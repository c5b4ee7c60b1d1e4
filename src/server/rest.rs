//! HTTP 服务器（axum）

use std::net::SocketAddr;

use async_trait::async_trait;
use axum::Router;
use axum::routing::get;
use tokio::net::TcpListener;
use tokio::sync::Mutex;
use tokio::time::Instant;
use tokio_util::sync::CancellationToken;
use tower_http::trace::TraceLayer;
use tracing::info;

use super::{Lifecycle, Server, bind_address, host, shutdown_signal};
use crate::config::RestServerConfig;
use crate::error::{Error, Result};
use crate::registry::new_endpoint;

const KIND: &str = "http";

#[derive(Debug, Clone)]
pub struct RestServerBuilder {
    address: String,
    enable_health: bool,
}

impl Default for RestServerBuilder {
    fn default() -> Self {
        Self::new()
    }
}

impl RestServerBuilder {
    pub fn new() -> Self {
        Self {
            address: ":8080".to_string(),
            enable_health: true,
        }
    }

    pub fn from_config(config: &RestServerConfig) -> Self {
        Self::new()
            .address(config.address.clone())
            .enable_health(config.enable_health)
    }

    pub fn address(mut self, address: impl Into<String>) -> Self {
        self.address = address.into();
        self
    }

    /// 挂载 `GET /health`
    pub fn enable_health(mut self, enable: bool) -> Self {
        self.enable_health = enable;
        self
    }

    pub async fn bind(self, router: Router) -> Result<RestServer> {
        let listener = TcpListener::bind(bind_address(&self.address))
            .await
            .map_err(|e| Error::ServerStart {
                kind: KIND.to_string(),
                source: e.into(),
            })?;
        let local_addr = listener.local_addr()?;
        let address = host::extract(&self.address, local_addr);

        let router = if self.enable_health {
            router.route("/health", get(health))
        } else {
            router
        };
        let router = router.layer(TraceLayer::new_for_http());

        info!(bind = %local_addr, address = %address, "[HTTP] listener bound");

        Ok(RestServer {
            router: Mutex::new(Some(router)),
            listener: Mutex::new(Some(listener)),
            local_addr,
            address,
            lifecycle: Lifecycle::new(),
        })
    }
}

async fn health() -> &'static str {
    "ok"
}

pub struct RestServer {
    router: Mutex<Option<Router>>,
    listener: Mutex<Option<TcpListener>>,
    local_addr: SocketAddr,
    address: String,
    lifecycle: Lifecycle,
}

impl RestServer {
    pub fn builder() -> RestServerBuilder {
        RestServerBuilder::new()
    }

    pub fn local_addr(&self) -> SocketAddr {
        self.local_addr
    }
}

#[async_trait]
impl Server for RestServer {
    fn kind(&self) -> &str {
        KIND
    }

    fn address(&self) -> String {
        self.address.clone()
    }

    fn endpoint(&self) -> Option<String> {
        Some(new_endpoint("http", &self.address, false))
    }

    async fn start(&self, cancel: CancellationToken) -> Result<()> {
        self.lifecycle.begin(KIND)?;
        let router = self.router.lock().await.take();
        let listener = self.listener.lock().await.take();
        let (Some(router), Some(listener)) = (router, listener) else {
            return Err(Error::ServerStart {
                kind: KIND.to_string(),
                source: "listener already consumed".into(),
            });
        };

        info!(address = %self.address, "🚀 [HTTP] server listening");

        let result = axum::serve(listener, router)
            .with_graceful_shutdown(shutdown_signal(self.lifecycle.shutdown_token(), cancel))
            .await;
        self.lifecycle.finish();

        result.map_err(|e| Error::ServerStart {
            kind: KIND.to_string(),
            source: e.into(),
        })
    }

    async fn stop(&self, deadline: Instant) -> Result<()> {
        info!(address = %self.address, "[HTTP] server stopping");
        self.lifecycle.stop(KIND, deadline).await?;
        info!(address = %self.address, "✅ [HTTP] server stopped");
        Ok(())
    }
}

----------------

- Assignment: Give the material above back in full, exactly as written.

- Answer for this exercise:
repository c5b4ee7c60b1d1e4
filename src/server/rest.rs
//! HTTP 服务器（axum）

use std::net::SocketAddr;

use async_trait::async_trait;
use axum::Router;
use axum::routing::get;
use tokio::net::TcpListener;
use tokio::sync::Mutex;
use tokio::time::Instant;
use tokio_util::sync::CancellationToken;
use tower_http::trace::TraceLayer;
use tracing::info;

use super::{Lifecycle, Server, bind_address, host, shutdown_signal};
use crate::config::RestServerConfig;
use crate::error::{Error, Result};
use crate::registry::new_endpoint;

const KIND: &str = "http";

#[derive(Debug, Clone)]
pub struct RestServerBuilder {
    address: String,
    enable_health: bool,
}

impl Default for RestServerBuilder {
    fn default() -> Self {
        Self::new()
    }
}

impl RestServerBuilder {
    pub fn new() -> Self {
        Self {
            address: ":8080".to_string(),
            enable_health: true,
        }
    }

    pub fn from_config(config: &RestServerConfig) -> Self {
        Self::new()
            .address(config.address.clone())
            .enable_health(config.enable_health)
    }

    pub fn address(mut self, address: impl Into<String>) -> Self {
        self.address = address.into();
        self
    }

    /// 挂载 `GET /health`
    pub fn enable_health(mut self, enable: bool) -> Self {
        self.enable_health = enable;
        self
    }

    pub async fn bind(self, router: Router) -> Result<RestServer> {
        let listener = TcpListener::bind(bind_address(&self.address))
            .await
            .map_err(|e| Error::ServerStart {
                kind: KIND.to_string(),
                source: e.into(),
            })?;
        let local_addr = listener.local_addr()?;
        let address = host::extract(&self.address, local_addr);

        let router = if self.enable_health {
            router.route("/health", get(health))
        } else {
            router
        };
        let router = router.layer(TraceLayer::new_for_http());

        info!(bind = %local_addr, address = %address, "[HTTP] listener bound");

        Ok(RestServer {
            router: Mutex::new(Some(router)),
            listener: Mutex::new(Some(listener)),
            local_addr,
            address,
            lifecycle: Lifecycle::new(),
        })
    }
}

async fn health() -> &'static str {
    "ok"
}

pub struct RestServer {
    router: Mutex<Option<Router>>,
    listener: Mutex<Option<TcpListener>>,
    local_addr: SocketAddr,
    address: String,
    lifecycle: Lifecycle,
}

impl RestServer {
    pub fn builder() -> RestServerBuilder {
        RestServerBuilder::new()
    }

    pub fn local_addr(&self) -> SocketAddr {
        self.local_addr
    }
}

#[async_trait]
impl Server for RestServer {
    fn kind(&self) -> &str {
        KIND
    }

    fn address(&self) -> String {
        self.address.clone()
    }

    fn endpoint(&self) -> Option<String> {
        Some(new_endpoint("http", &self.address, false))
    }

    async fn start(&self, cancel: CancellationToken) -> Result<()> {
        self.lifecycle.begin(KIND)?;
        let router = self.router.lock().await.take();
        let listener = self.listener.lock().await.take();
        let (Some(router), Some(listener)) = (router, listener) else {
            return Err(Error::ServerStart {
                kind: KIND.to_string(),
                source: "listener already consumed".into(),
            });
        };

        info!(address = %self.address, "🚀 [HTTP] server listening");

        let result = axum::serve(listener, router)
            .with_graceful_shutdown(shutdown_signal(self.lifecycle.shutdown_token(), cancel))
            .await;
        self.lifecycle.finish();

        result.map_err(|e| Error::ServerStart {
            kind: KIND.to_string(),
            source: e.into(),
        })
    }

    async fn stop(&self, deadline: Instant) -> Result<()> {
        info!(address = %self.address, "[HTTP] server stopping");
        self.lifecycle.stop(KIND, deadline).await?;
        info!(address = %self.address, "✅ [HTTP] server stopped");
        Ok(())
    }
}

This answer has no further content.